那么,问题就明了了,应该是出现在NOT EXISTS的子查询上。
接下来,单独看看这个子查询的执行计划:
ai=> explain analyze SELECT 1 ai-> FROM t_ai_prd_history_effective_record r ai-> WHERE COALESCE (r.cust_category, '') = COALESCE ('DZ001', '') ai-> AND COALESCE (r.cust_id, '') = COALESCE ('b151ad4f86ab4ec5aee8c4cc377e9eb7', '') ai-> AND COALESCE (r.company_id, '') = COALESCE ('04cb580238dc49af8bfb46e00e959a1a', '') ai-> AND COALESCE (r.template_no, '') = COALESCE ('KJDZ0101', '') ai-> AND COALESCE (r.template_field_identifier, '') = COALESCE ('ItemQuantity','') ai-> AND COALESCE (r.submit_value, '') = COALESCE ('10100$__$6080$__$$__$$__$', ''); QUERY PLAN ---------------------------------------------------------------------------------------------------------------------------------------------------------------------- Seq Scan on t_ai_prd_history_effective_record r (cost=0.00..203817.53 rows=1 width=0) (actual time=1266.116..1267.093 rows=1 loops=1) Filter: (((COALESCE(cust_category, ''::character varying))::text = 'DZ001'::text) AND ((COALESCE(cust_id, ''::character varying))::text = 'b151ad4f86ab4ec5aee8c4cc377e9eb7'::text) AND ((COALESCE(company_id, ''::character varying))::text = '04cb580238dc49af8bfb46e00e959a1a'::text) AND ((COALESCE(template_no, ''::character varying))::text = 'KJDZ0101'::text) AND ((COALESCE(template_field_identifier, ''::character varying))::text = 'ItemQuantity'::text) AND (COALESCE(submit_value, ''::text) = '10100$__$6080$__$$__$$__$'::text)) Rows Removed by Filter: 3193300 Planning time: 0.129 ms Execution time: 1267.133 ms (5 rows) ai=>
t_ai_prd_history_effective_record表数据量:
ai=> select count(*) from t_ai_prd_history_effective_record; count --------- 3193138 (1 row) ai=>
意料之中,每次执行这个去重的不存在判断,都对这个拥有300多万条数据的t_ai_prd_history_effective_record表执行一次全表扫描,可想而知,执行效率肯定低下,每次耗时1秒多,且随着该表的数据不断增多,插入的速度将变得越来越慢。

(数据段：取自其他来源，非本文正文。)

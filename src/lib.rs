//! cryptosmc - Smart Money Concepts analysis server for crypto futures

pub mod api;
pub mod config;
pub mod error;
pub mod services;
pub mod sources;
pub mod types;

use config::Config;
use services::{AnalysisService, FavoritesStore, GlobalReliability, LocalReliability};
use std::sync::Arc;

/// Application state shared across handlers.
#[derive(Clone)]
pub struct AppState {
    pub config: Arc<Config>,
    pub analysis: Arc<AnalysisService>,
    pub favorites: Arc<FavoritesStore>,
    pub local_reliability: Arc<LocalReliability>,
    pub global_reliability: Arc<GlobalReliability>,
}

impl AppState {
    /// Wire the services from configuration with the given reliability scopes.
    pub fn new(
        config: Config,
        local_reliability: Arc<LocalReliability>,
        global_reliability: Arc<GlobalReliability>,
    ) -> Self {
        let favorites = FavoritesStore::new(&config.favorites);
        let analysis = AnalysisService::new(
            config.analysis.clone(),
            favorites.clone(),
            local_reliability.clone(),
            global_reliability.clone(),
        );

        Self {
            config: Arc::new(config),
            analysis,
            favorites,
            local_reliability,
            global_reliability,
        }
    }
}

pub use types::*;
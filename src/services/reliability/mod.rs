//! Per-symbol signal reliability tracking.
//!
//! Two independent scopes share the same counting rules: [`LocalReliability`]
//! for this installation and [`GlobalReliability`] for the shared pool.
//! Only the local scope can be reset.

pub mod global;
pub mod local;
pub mod table;

pub use global::GlobalReliability;
pub use local::LocalReliability;
pub use table::ReliabilityTable;
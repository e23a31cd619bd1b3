//! Register conventions of the Rill VM on AArch64, and the runtime
//! helper addresses lowering bakes into compiled code.
use regalloc2::{MachineEnv, PReg, RegClass};

use crate::vcode::Reg;

/// Reserved frame-pointer register. Always holds the innermost live
/// activation record while execution is inside compiled code.
pub const VM_FP: Reg = Reg(29);

/// Reserved stack-pointer register for the VM value stack.
pub const VM_SP: Reg = Reg(28);

/// Build the `MachineEnv` describing registers available to regalloc2.
///
/// Allocatable: x0–x14 (15 registers).
/// Scratch (for move resolution): x15.
/// Reserved: x16–x17 (IP0/IP1), x18 (platform), x19–x27 (runtime
/// state), x28 (value stack), x29 (frame), x30 (lr), sp.
pub fn build_machine_env() -> MachineEnv {
    let int = RegClass::Int;

    // Preferred: x9–x14, the VM's designated scratch block. Values
    // that survive a helper call shouldn't land here, but nothing in
    // an inlined region calls out.
    let preferred: Vec<PReg> = (9..15).map(|i| PReg::new(i, int)).collect();

    // Non-preferred: x0–x8, shared with the native ABI argument
    // registers.
    let non_preferred: Vec<PReg> = (0..9).map(|i| PReg::new(i, int)).collect();

    MachineEnv {
        preferred_regs_by_class: [preferred, vec![], vec![]],
        non_preferred_regs_by_class: [non_preferred, vec![], vec![]],
        scratch_by_class: [Some(PReg::new(15, int)), None, None],
        fixed_stack_slots: vec![],
    }
}

/// Addresses of runtime-provided helper stubs, resolved by the
/// translation cache at startup and handed into lowering.
#[derive(Debug, Clone, Copy)]
pub struct Stubs {
    /// Return trampoline stored as the saved return address of every
    /// inlined frame. Only reachable if the frame materializes on the
    /// heap and something genuinely returns through it.
    pub inline_return: u64,
}
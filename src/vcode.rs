//! Abstract machine-op layer the lowering engine emits into.
//!
//! One step above real encodings: operands are physical registers and
//! resolved memory addresses, but the ops stay symbolic so the frame
//! bookkeeping stream can be inspected, verified, and executed by the
//! reference evaluator. The instruction encoder consumes this stream
//! in a later stage.
use crate::ir::{FuncId, Label};

/// Physical register identifier (hardware encoding).
#[derive(Debug, Clone, Copy, PartialEq, Eq)]
#[repr(transparent)]
pub struct Reg(pub u8);

/// A base-plus-displacement memory operand.
#[derive(Debug, Clone, Copy, PartialEq, Eq)]
pub struct Mem {
    pub base: Reg,
    pub disp: i32,
}

impl Mem {
    pub fn new(base: Reg, disp: i32) -> Mem {
        Mem { base, disp }
    }
}

/// Which way control leaves an inline region.
#[derive(Debug, Clone, Copy, PartialEq, Eq)]
pub enum ExitKind {
    Return,
    Suspend,
}

/// A single abstract machine op.
#[derive(Debug, Clone, Copy, PartialEq, Eq)]
pub enum VInst {
    /// Register-to-register copy.
    Copy { src: Reg, dst: Reg },
    /// Load a 64-bit immediate into a register.
    LoadImm { imm: i64, dst: Reg },
    /// 64-bit load.
    Load { mem: Mem, dst: Reg },
    /// 64-bit store.
    Store { src: Reg, mem: Mem },
    /// Store a 32-bit immediate.
    StoreImm32 { imm: i32, mem: Mem },
    /// Store a 64-bit immediate.
    StoreImm64 { imm: u64, mem: Mem },
    /// OR a 32-bit immediate into memory.
    OrImm32 { imm: u32, mem: Mem },
    /// Materialize an address into a register.
    Lea { mem: Mem, dst: Reg },
    /// Copy a register into an allocator spill slot.
    Spill { src: Reg, slot: u32 },
    /// Copy an allocator spill slot into a register.
    Reload { slot: u32, dst: Reg },
    /// Bind a label at the current position.
    Bind(Label),
    Jmp(Label),
    /// Jump if the register is zero.
    JmpIfZero { src: Reg, label: Label },
    Ret,
    /// Open an inline region: depth increment plus profiling payload.
    RegionStart { func: FuncId, cost: u32 },
    /// Close an inline region, labeled with how control left it.
    RegionEnd { exit: ExitKind },
    /// An activation record became the live frame.
    PushFrame,
    /// The live frame was dismantled.
    PopFrame,
    /// A value materialized in `reg` out of nowhere. Test-only.
    ConjureDef { reg: Reg },
    /// A value in `reg` is observed here. Test-only.
    ConjureUse { reg: Reg },
}

/// Sink for lowered ops.
///
/// `marks` records op offsets at origin boundaries (one per IR op when
/// the lowering runs with `mark_origins`), so a dump can group machine
/// ops by the IR op they came from.
pub struct VCode {
    pub insts: Vec<VInst>,
    pub marks: Vec<usize>,
    /// Spill slots the stream uses, sized by the allocator.
    pub num_spill_slots: u32,
}

impl VCode {
    pub fn new() -> VCode {
        VCode {
            insts: Vec::with_capacity(64),
            marks: Vec::new(),
            num_spill_slots: 0,
        }
    }

    /// Record the current op offset as an origin boundary.
    pub fn mark(&mut self) {
        self.marks.push(self.insts.len());
    }

    /// Current op offset.
    pub fn offset(&self) -> usize {
        self.insts.len()
    }

    pub fn copy(&mut self, src: Reg, dst: Reg) {
        self.insts.push(VInst::Copy { src, dst });
    }

    pub fn load_imm(&mut self, imm: i64, dst: Reg) {
        self.insts.push(VInst::LoadImm { imm, dst });
    }

    pub fn load(&mut self, mem: Mem, dst: Reg) {
        self.insts.push(VInst::Load { mem, dst });
    }

    pub fn store(&mut self, src: Reg, mem: Mem) {
        self.insts.push(VInst::Store { src, mem });
    }

    pub fn store_imm32(&mut self, imm: i32, mem: Mem) {
        self.insts.push(VInst::StoreImm32 { imm, mem });
    }

    pub fn store_imm64(&mut self, imm: u64, mem: Mem) {
        self.insts.push(VInst::StoreImm64 { imm, mem });
    }

    pub fn or_imm32(&mut self, imm: u32, mem: Mem) {
        self.insts.push(VInst::OrImm32 { imm, mem });
    }

    pub fn lea(&mut self, mem: Mem, dst: Reg) {
        self.insts.push(VInst::Lea { mem, dst });
    }

    pub fn spill(&mut self, src: Reg, slot: u32) {
        self.insts.push(VInst::Spill { src, slot });
    }

    pub fn reload(&mut self, slot: u32, dst: Reg) {
        self.insts.push(VInst::Reload { slot, dst });
    }

    pub fn bind(&mut self, label: Label) {
        self.insts.push(VInst::Bind(label));
    }

    pub fn jmp(&mut self, label: Label) {
        self.insts.push(VInst::Jmp(label));
    }

    pub fn jmp_if_zero(&mut self, src: Reg, label: Label) {
        self.insts.push(VInst::JmpIfZero { src, label });
    }

    pub fn ret(&mut self) {
        self.insts.push(VInst::Ret);
    }

    pub fn region_start(&mut self, func: FuncId, cost: u32) {
        self.insts.push(VInst::RegionStart { func, cost });
    }

    pub fn region_end(&mut self, exit: ExitKind) {
        self.insts.push(VInst::RegionEnd { exit });
    }

    pub fn push_frame(&mut self) {
        self.insts.push(VInst::PushFrame);
    }

    pub fn pop_frame(&mut self) {
        self.insts.push(VInst::PopFrame);
    }

    pub fn conjure_def(&mut self, reg: Reg) {
        self.insts.push(VInst::ConjureDef { reg });
    }

    pub fn conjure_use(&mut self, reg: Reg) {
        self.insts.push(VInst::ConjureUse { reg });
    }
}

impl Default for VCode {
    fn default() -> Self {
        VCode::new()
    }
}

impl std::fmt::Display for Reg {
    fn fmt(&self, f: &mut std::fmt::Formatter<'_>) -> std::fmt::Result {
        write!(f, "x{}", self.0)
    }
}

impl std::fmt::Display for Mem {
    fn fmt(&self, f: &mut std::fmt::Formatter<'_>) -> std::fmt::Result {
        if self.disp < 0 {
            write!(f, "[{} - {}]", self.base, -(self.disp as i64))
        } else {
            write!(f, "[{} + {}]", self.base, self.disp)
        }
    }
}

impl std::fmt::Display for ExitKind {
    fn fmt(&self, f: &mut std::fmt::Formatter<'_>) -> std::fmt::Result {
        match self {
            ExitKind::Return => write!(f, "return"),
            ExitKind::Suspend => write!(f, "suspend"),
        }
    }
}

impl std::fmt::Display for VInst {
    fn fmt(&self, f: &mut std::fmt::Formatter<'_>) -> std::fmt::Result {
        match self {
            VInst::Copy { src, dst } => write!(f, "  mov {dst}, {src}"),
            VInst::LoadImm { imm, dst } => write!(f, "  imm {dst}, #{imm}"),
            VInst::Load { mem, dst } => write!(f, "  ld {dst}, {mem}"),
            VInst::Store { src, mem } => write!(f, "  st {src}, {mem}"),
            VInst::StoreImm32 { imm, mem } => write!(f, "  st32 {mem}, #{imm}"),
            VInst::StoreImm64 { imm, mem } => write!(f, "  st64 {mem}, #{imm:#x}"),
            VInst::OrImm32 { imm, mem } => write!(f, "  or32 {mem}, #{imm:#x}"),
            VInst::Lea { mem, dst } => write!(f, "  lea {dst}, {mem}"),
            VInst::Spill { src, slot } => write!(f, "  spill s{slot}, {src}"),
            VInst::Reload { slot, dst } => write!(f, "  reload {dst}, s{slot}"),
            VInst::Bind(label) => write!(f, "{label}:"),
            VInst::Jmp(label) => write!(f, "  jmp {label}"),
            VInst::JmpIfZero { src, label } => write!(f, "  jz {src}, {label}"),
            VInst::Ret => write!(f, "  ret"),
            VInst::RegionStart { func, cost } => {
                write!(f, "  region_start {func}, cost={cost}")
            }
            VInst::RegionEnd { exit } => write!(f, "  region_end {exit}"),
            VInst::PushFrame => write!(f, "  push_frame"),
            VInst::PopFrame => write!(f, "  pop_frame"),
            VInst::ConjureDef { reg } => write!(f, "  conjure {reg}"),
            VInst::ConjureUse { reg } => write!(f, "  conjure_use {reg}"),
        }
    }
}

impl std::fmt::Display for VCode {
    fn fmt(&self, f: &mut std::fmt::Formatter<'_>) -> std::fmt::Result {
        writeln!(f, "vcode(insts={}, spills={}):", self.insts.len(), self.num_spill_slots)?;
        for inst in &self.insts {
            writeln!(f, "{inst}")?;
        }
        Ok(())
    }
}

这里,可以说是,每一条记录的插入,都将导致下一次插入变得更慢!
三 解决方案
找到了问题的症结,就要着手优化了。终极目标就是怎么可以绕过那个NOT exists的子查询?
经过和BPO部门林朝荣同学讨论,给出下述方案:
- 能不能对于t_ai_prd_history_effective_record表的子查询的那6个字段上建立一个唯一性索引,如果可以的话,那么我们就在插入的时候不再需要那个where条件判断去重了,而由这个唯一性索引的约束去做判断,如果插入重复数据的话,就违反约束,报错抛出异常。这样的话,看似解决了这个问题,但是,如果从业务上考虑的话,的确是存在过多的重复数据,如果报错的话,业务人员会在系统上频繁的收到报错信息,不是很友好。
- 既然这样的话,那问题就变的更简单了。直接粗暴的把SQL的where not exists的去重判断删掉,先一股脑儿的插入,不论是否重复,然后,写个批处理的SQL,放到晚上再统一把重复的记录删掉,问题不就解决了嘛。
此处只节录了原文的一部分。